CHAPTER IV — CRUSOE’S RETELLING OF HIMSELF TO THE MUTINEERS/HIS RESCUERS

As he prepares to leave the island, Crusoe summons the defeated mutineers who have agreed to stay behind and tells them, “I would let them into the story of my living there and put them into the way of making it easy to them: Accordingly, I have them the whole history of the place…I gave them every part of my own story” (215). He then gives them yet another version of how he survived on the island, the story gets re-told again, further revising his history to become an epic story of a hero-king.

Crusoe has already begun to tell this new narrative of himself on the island before the sailors arrive, saying, “I was Lord of the whole manor, or if I pleased I might call myself King, or emperor over the whole country which I had possession of. There were no rivals. I had no competitor, none to dispute sovereignty or command with me” (105). However, when he comes upon the mutineers, Crusoe’s narrative no longer fits reality, for he does have competitors on the island. To resolve this tension in his new narrative of island life, Crusoe demands that the sailors make a “solemn oath that they should be absolutely under my leading as their commander and captian…” Moreover they are to “swear upon the Holy Sacraments and the Gospel to be true to their benefactor and to “be directed wholly and absolutely by myself” (191). He also demands a written “contract…under their hands” that will guarantee that the ship’s captain cannot “pretend to any authority” on his island (199). Crusoe as narrator promotes himself to ‘Generalissimo’ leading an ‘army’ of eight men, which becomes just a page later into an army of “fifty” by the next page (207-208). By forcing the sailors to agree with his sense of reality, Crusoe is able to temporarily assert narrative dominance.

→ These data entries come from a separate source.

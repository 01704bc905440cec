//! # Profile Statistics Module
//!
//! Descriptive statistics of a 1-D profile and its Full Width at Half Maximum.
//!
//! ## Half maximum
//! The half-maximum level is the midpoint between the peak and the profile
//! minimum (the baseline): `(peak + min) / 2`. Crossings are searched
//! outward from the peak and located with linear interpolation between the
//! two samples that straddle the level, giving sub-pixel positions.

use serde::{Deserialize, Serialize};

use crate::error::ProjectionError;

/// Minimum number of samples needed to attempt an FWHM measurement.
pub const MIN_FWHM_SAMPLES: usize = 3;

/// Full Width at Half Maximum with its crossing positions (in samples).
#[derive(Debug, Clone, Copy, PartialEq, Serialize, Deserialize)]
pub struct Fwhm {
    /// `right - left`
    pub width: f64,
    /// Interpolated crossing left of the peak.
    pub left: f64,
    /// Interpolated crossing right of the peak.
    pub right: f64,
}

/// Statistics of a single projection profile.
#[derive(Debug, Clone, Copy, PartialEq, Serialize, Deserialize)]
pub struct ProfileStatistics {
    pub mean: f64,
    /// Population standard deviation.
    pub std: f64,
    pub min: f64,
    pub max: f64,
    /// Index of the first occurrence of the maximum.
    pub peak_pos: usize,
    /// Absent when no crossing pair exists.
    pub fwhm: Option<Fwhm>,
}

// Flat accessors for callers that report the three FWHM values separately.
impl ProfileStatistics {
    pub fn fwhm_width(&self) -> Option<f64> {
        self.fwhm.map(|f| f.width)
    }

    pub fn fwhm_left(&self) -> Option<f64> {
        self.fwhm.map(|f| f.left)
    }

    pub fn fwhm_right(&self) -> Option<f64> {
        self.fwhm.map(|f| f.right)
    }
}

/// Index and value of the first maximum. `data` must not be empty.
fn argmax(data: &[f64]) -> (usize, f64) {
    let mut best = (0, data[0]);
    for (i, &v) in data.iter().enumerate().skip(1) {
        // strict comparison keeps the earliest index on ties
        if v > best.1 {
            best = (i, v);
        }
    }
    best
}

fn min_value(data: &[f64]) -> f64 {
    data.iter().copied().fold(f64::INFINITY, f64::min)
}

/// Calculates the Full Width at Half Maximum of a profile.
///
/// # Returns
/// * `Some(fwhm)` - both half-maximum crossings were found
/// * `None` - fewer than three samples, or a crossing is missing on either side
///   of the peak (flat profiles and peaks on the first sample end up here)
pub fn compute_fwhm(data: &[f64]) -> Option<Fwhm> {
    if data.len() < MIN_FWHM_SAMPLES {
        return None;
    }

    let (peak_idx, peak_val) = argmax(data);
    let half_max = (peak_val + min_value(data)) / 2.0;

    let left = (1..=peak_idx).rev().find_map(|i| {
        let (lo, hi) = (data[i - 1], data[i]);
        (lo <= half_max && half_max <= hi).then(|| {
            if hi != lo {
                (i - 1) as f64 + (half_max - lo) / (hi - lo)
            } else {
                i as f64
            }
        })
    })?;

    let right = (peak_idx..data.len() - 1).find_map(|i| {
        let (hi, lo) = (data[i], data[i + 1]);
        (hi >= half_max && half_max >= lo).then(|| {
            if hi != lo {
                i as f64 + (hi - half_max) / (hi - lo)
            } else {
                i as f64
            }
        })
    })?;

    Some(Fwhm {
        width: right - left,
        left,
        right,
    })
}

/// Calculates mean, population standard deviation, extrema, peak position
/// and FWHM of a profile.
pub fn compute_statistics(data: &[f64]) -> Result<ProfileStatistics, ProjectionError> {
    if data.is_empty() {
        return Err(ProjectionError::EmptyProfile);
    }

    let n = data.len() as f64;
    let mean = data.iter().sum::<f64>() / n;
    let variance = data.iter().map(|&v| (v - mean) * (v - mean)).sum::<f64>() / n;
    let (peak_pos, max) = argmax(data);

    Ok(ProfileStatistics {
        mean,
        std: variance.sqrt(),
        min: min_value(data),
        max,
        peak_pos,
        fwhm: compute_fwhm(data),
    })
}

#[cfg(test)]
mod tests {
    use super::*;
    use approx::{assert_abs_diff_eq, assert_relative_eq};

    fn gaussian(len: usize, center: f64, sigma: f64) -> Vec<f64> {
        (0..len)
            .map(|x| (-0.5 * ((x as f64 - center) / sigma).powi(2)).exp())
            .collect()
    }

    #[test]
    fn gaussian_fwhm_matches_theory() {
        let sigma = 10.0;
        let profile = gaussian(100, 50.0, sigma);

        let fwhm = compute_fwhm(&profile).expect("gaussian has a fwhm");
        // 2 * sqrt(2 ln 2) * sigma
        assert_abs_diff_eq!(fwhm.width, 2.3548 * sigma, epsilon = 0.5);
        assert_eq!(fwhm.width, fwhm.right - fwhm.left);
    }

    #[test]
    fn gaussian_crossings_are_symmetric() {
        let center = 50.0;
        let profile = gaussian(100, center, 10.0);

        let fwhm = compute_fwhm(&profile).expect("gaussian has a fwhm");
        assert_abs_diff_eq!(center - fwhm.left, fwhm.right - center, epsilon = 0.5);
        assert!(fwhm.right >= fwhm.left && fwhm.left >= 0.0);
    }

    #[test]
    fn half_max_is_relative_to_baseline() {
        // baseline 10, peak 30 -> level 20, crossed exactly at indices 1 and 3
        let profile = [10.0, 20.0, 30.0, 20.0, 10.0];
        let fwhm = compute_fwhm(&profile).expect("peak with baseline");
        assert_eq!(fwhm.left, 1.0);
        assert_eq!(fwhm.right, 3.0);
        assert_eq!(fwhm.width, 2.0);
    }

    #[test]
    fn crossings_are_interpolated() {
        // level = 5; left between 0 (0) and 1 (8), right between 3 (8) and 4 (0)
        let profile = [0.0, 8.0, 10.0, 8.0, 0.0];
        let fwhm = compute_fwhm(&profile).unwrap();
        assert_relative_eq!(fwhm.left, 0.625);
        assert_relative_eq!(fwhm.right, 3.375);
        assert_relative_eq!(fwhm.width, 2.75);
    }

    #[test]
    fn offset_profile_uses_midpoint_not_half_peak() {
        // min 100, peak 200 -> level 150 (half the peak alone would be 100)
        let profile = [100.0, 100.0, 140.0, 200.0, 140.0, 100.0, 100.0];
        let fwhm = compute_fwhm(&profile).unwrap();
        assert_relative_eq!(fwhm.left, 2.0 + 10.0 / 60.0);
        assert_relative_eq!(fwhm.right, 3.0 + 50.0 / 60.0);
        assert_relative_eq!(fwhm.width, fwhm.right - fwhm.left);
    }

    #[test]
    fn short_profile_has_no_fwhm() {
        assert_eq!(compute_fwhm(&[1.0, 2.0]), None);
        assert_eq!(compute_fwhm(&[]), None);
    }

    #[test]
    fn peak_on_first_sample_has_no_left_crossing() {
        let profile = [100.0, 80.0, 60.0, 40.0, 20.0];
        assert_eq!(compute_fwhm(&profile), None);
    }

    #[test]
    fn flat_profile_has_no_fwhm() {
        let profile = vec![1.0; 100];
        assert_eq!(compute_fwhm(&profile), None);
    }

    #[test]
    fn plateau_peak_uses_first_maximum() {
        let profile = [0.0, 10.0, 10.0, 10.0, 0.0];
        let stats = compute_statistics(&profile).unwrap();
        assert_eq!(stats.peak_pos, 1);
        let fwhm = stats.fwhm.unwrap();
        assert_relative_eq!(fwhm.left, 0.5);
        // right scan starts at the first maximum and walks across the plateau
        assert_relative_eq!(fwhm.right, 3.5);
    }

    #[test]
    fn basic_statistics() {
        let stats = compute_statistics(&[1.0, 2.0, 3.0, 4.0, 5.0]).unwrap();
        assert_eq!(stats.mean, 3.0);
        assert_eq!(stats.min, 1.0);
        assert_eq!(stats.max, 5.0);
        assert_eq!(stats.peak_pos, 4);
        assert_abs_diff_eq!(stats.std, 2.0_f64.sqrt(), epsilon = 1e-4);
        // the ramp peaks on its last sample, so there is no right crossing
        assert_eq!(stats.fwhm, None);
        assert_eq!(stats.fwhm_left(), None);
        assert_eq!(stats.fwhm_right(), None);
    }

    #[test]
    fn statistics_carry_fwhm_fields() {
        let profile = gaussian(64, 31.5, 4.0);
        let stats = compute_statistics(&profile).unwrap();
        let fwhm = compute_fwhm(&profile).unwrap();
        assert_eq!(stats.fwhm_width(), Some(fwhm.width));
        assert_eq!(stats.fwhm_left(), Some(fwhm.left));
        assert_eq!(stats.fwhm_right(), Some(fwhm.right));
    }

    #[test]
    fn statistics_are_deterministic() {
        let profile = gaussian(200, 80.3, 12.0);
        assert_eq!(
            compute_statistics(&profile).unwrap(),
            compute_statistics(&profile).unwrap()
        );
    }

    #[test]
    fn empty_profile_is_an_error() {
        assert_eq!(compute_statistics(&[]), Err(ProjectionError::EmptyProfile));
    }
}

The seemingly arbitrary manner by which Crusoe assumes power and titles is both satirical and genuine.  While it does seem ridiculous for him to be able to claim a collection of caves, semi-domesticated animals, and scrap metal as his estate or even his kingdom, there is real power in his claims – power enough to allow him to force men to swear loyalty to him.  This power stems, unsurprisingly, from the narrative that he created with himself as the sole governing power on the island.  By claiming authority and having constructed a legitimizing basis for that claim, his power is not questioned, much like the power of any sovereign ruler.  In the end, Crusoe’s dominant narrative seems to be that he has left England to become a king — the best possible outcome of an inexperienced boy leaving for sea and disappearing from society for 28 (ish) years.

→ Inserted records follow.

//! Mock camera that generates a test pattern, for development without
//! hardware.
//!
//! The pattern is a horizontal gradient with a weaker vertical gradient
//! added, a white disc that moves 5 px to the right per frame, and a
//! brightness offset derived from the simulated exposure and gain.

use std::thread;
use std::time::{Duration, Instant};

use super::{Camera, CameraError, CameraInfo};
use crate::frame::Frame;

const DEFAULT_EXPOSURE_US: u32 = 10_000;
const DEFAULT_FPS: u32 = 30;
const DISC_RADIUS: i64 = 50;
const DISC_STEP_PX: u64 = 5;

/// Simulated camera producing the test pattern at the configured frame rate.
#[derive(Debug)]
pub struct MockCamera {
    width: usize,
    height: usize,
    connected: bool,
    acquiring: bool,
    exposure_us: u32,
    gain_db: f64,
    fps: u32,
    frame_count: u64,
    last_frame_time: Option<Instant>,
}

impl MockCamera {
    /// Creates a disconnected mock camera.
    ///
    /// # Arguments
    /// * `width` - Frame width in pixels
    /// * `height` - Frame height in pixels
    ///
    /// Exposure, gain and frame rate start at 10000 us, 0 dB and 30 fps.
    pub fn new(width: usize, height: usize) -> Self {
        Self {
            width,
            height,
            connected: false,
            acquiring: false,
            exposure_us: DEFAULT_EXPOSURE_US,
            gain_db: 0.0,
            fps: DEFAULT_FPS,
            frame_count: 0,
            last_frame_time: None,
        }
    }

    /// Number of frames produced since acquisition last started.
    pub fn frame_count(&self) -> u64 {
        self.frame_count
    }

    /// Current exposure in microseconds.
    pub fn exposure_us(&self) -> u32 {
        self.exposure_us
    }

    /// Current gain in decibels.
    pub fn gain_db(&self) -> f64 {
        self.gain_db
    }

    /// Current frame rate, at least 1.
    pub fn fps(&self) -> u32 {
        self.fps
    }

    // Sleeps for at most one frame interval.
    fn pace(&mut self) {
        let target = Duration::from_secs_f64(1.0 / f64::from(self.fps));
        if let Some(last) = self.last_frame_time {
            let elapsed = last.elapsed();
            if elapsed < target {
                thread::sleep(target - elapsed);
            }
        }
        self.last_frame_time = Some(Instant::now());
    }
}

impl Camera for MockCamera {
    fn connect(&mut self) -> Result<(), CameraError> {
        self.connected = true;
        log::info!("[MockCamera] Connected");
        Ok(())
    }

    fn disconnect(&mut self) {
        self.stop_acquisition();
        self.connected = false;
        log::info!("[MockCamera] Disconnected");
    }

    fn start_acquisition(&mut self) -> Result<(), CameraError> {
        if !self.connected {
            return Err(CameraError::NotConnected);
        }
        self.acquiring = true;
        self.frame_count = 0;
        self.last_frame_time = Some(Instant::now());
        log::info!("[MockCamera] Acquisition started");
        Ok(())
    }

    fn stop_acquisition(&mut self) {
        self.acquiring = false;
        log::info!("[MockCamera] Acquisition stopped");
    }

    fn get_frame(&mut self) -> Result<Option<Frame>, CameraError> {
        if !self.acquiring {
            return Ok(None);
        }
        self.pace();
        self.frame_count += 1;
        render_frame(
            self.width,
            self.height,
            self.frame_count,
            self.exposure_us,
            self.gain_db,
        )
        .map(Some)
        .map_err(|e| CameraError::Device(e.to_string()))
    }

    fn set_exposure(&mut self, exposure_us: u32) -> Result<(), CameraError> {
        self.exposure_us = exposure_us;
        log::info!("[MockCamera] Exposure set to {exposure_us} us");
        Ok(())
    }

    fn set_gain(&mut self, gain_db: f64) -> Result<(), CameraError> {
        if !gain_db.is_finite() {
            return Err(CameraError::InvalidSetting(format!("gain {gain_db} dB")));
        }
        self.gain_db = gain_db;
        log::info!("[MockCamera] Gain set to {gain_db} dB");
        Ok(())
    }

    fn set_fps(&mut self, fps: u32) -> Result<(), CameraError> {
        self.fps = fps.max(1);
        log::info!("[MockCamera] FPS set to {fps}");
        Ok(())
    }

    fn is_connected(&self) -> bool {
        self.connected
    }

    fn is_acquiring(&self) -> bool {
        self.acquiring
    }

    fn info(&self) -> CameraInfo {
        CameraInfo {
            model: "Mock Camera".to_string(),
            serial: "MOCK-001".to_string(),
            vendor: "Simulator".to_string(),
        }
    }
}

/// Evenly spaced samples from `start` to `stop` inclusive, truncated to `u8`.
fn linspace_u8(start: f64, stop: f64, num: usize) -> Vec<u8> {
    match num {
        0 => Vec::new(),
        1 => vec![start as u8],
        _ => {
            let step = (stop - start) / (num - 1) as f64;
            (0..num)
                .map(|i| {
                    if i == num - 1 {
                        stop as u8
                    } else {
                        (start + i as f64 * step) as u8
                    }
                })
                .collect()
        }
    }
}

/// Renders the mock test pattern for a given frame number.
///
/// Pure function of its arguments: the same frame number and settings always
/// produce the same single-channel frame.
///
/// # Arguments
/// * `width`, `height` - Frame size in pixels
/// * `frame_count` - Frame number; the disc centre sits at `5 * frame_count`
///   modulo the width
/// * `exposure_us`, `gain_db` - Settings that shift the overall brightness
///
/// # Returns
/// * `Frame` - One channel of `u8` intensities, every pixel clipped to 0..=255
pub fn render_frame(
    width: usize,
    height: usize,
    frame_count: u64,
    exposure_us: u32,
    gain_db: f64,
) -> Result<Frame, crate::FrameError> {
    let gradient_h = linspace_u8(0.0, 255.0, width);
    let gradient_v = linspace_u8(0.0, 128.0, height);

    let cx = if width == 0 {
        0
    } else {
        ((frame_count * DISC_STEP_PX) % width as u64) as i64
    };
    let cy = (height / 2) as i64;
    // Pixels clip to [0, 255], so an offset beyond +/-255 cannot change them.
    let brightness =
        ((gain_db * 10.0 + f64::from(exposure_us) / 100.0) as i32).clamp(-255, 255);

    let mut data = Vec::with_capacity(width * height);
    for (y, &gv) in gradient_v.iter().enumerate() {
        let dy = y as i64 - cy;
        for (x, &gh) in gradient_h.iter().enumerate() {
            let dx = x as i64 - cx;
            let base = if dx * dx + dy * dy < DISC_RADIUS * DISC_RADIUS {
                255
            } else {
                (i32::from(gh) + i32::from(gv) - 64).clamp(0, 255)
            };
            data.push((base + brightness - 100).clamp(0, 255) as u8);
        }
    }
    Frame::mono(height, width, data)
}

EPILOGUE — CRUSOE’S RETURN TO ENGLAND

Once he returns home to England, Crusoe’s tale fails to close. While he has spent his years on the island longing to return home, he finds himself again dissatisfied and mysteriously called to leave to adventure. Instead of ending his story conclusively, he instead promises “ for ten years more, I shall give a farther account of in the Second Part of my Story.” It is as though Crusoe’s need to account for his initial decision to leave England with an extended adventure narrative — even one where he has made himself into hero-king at the end — has failed yet again as an adequate justification for his actions. Crusoe is forced to leave the story open, returning both physically and narratively to England to continue to try to give coherence to his life-defining (but arbitrary) choice to make his fortune at sea, obsessively weaving a narrative which imposes order and meaning on his reality to his eternal dissatisfaction.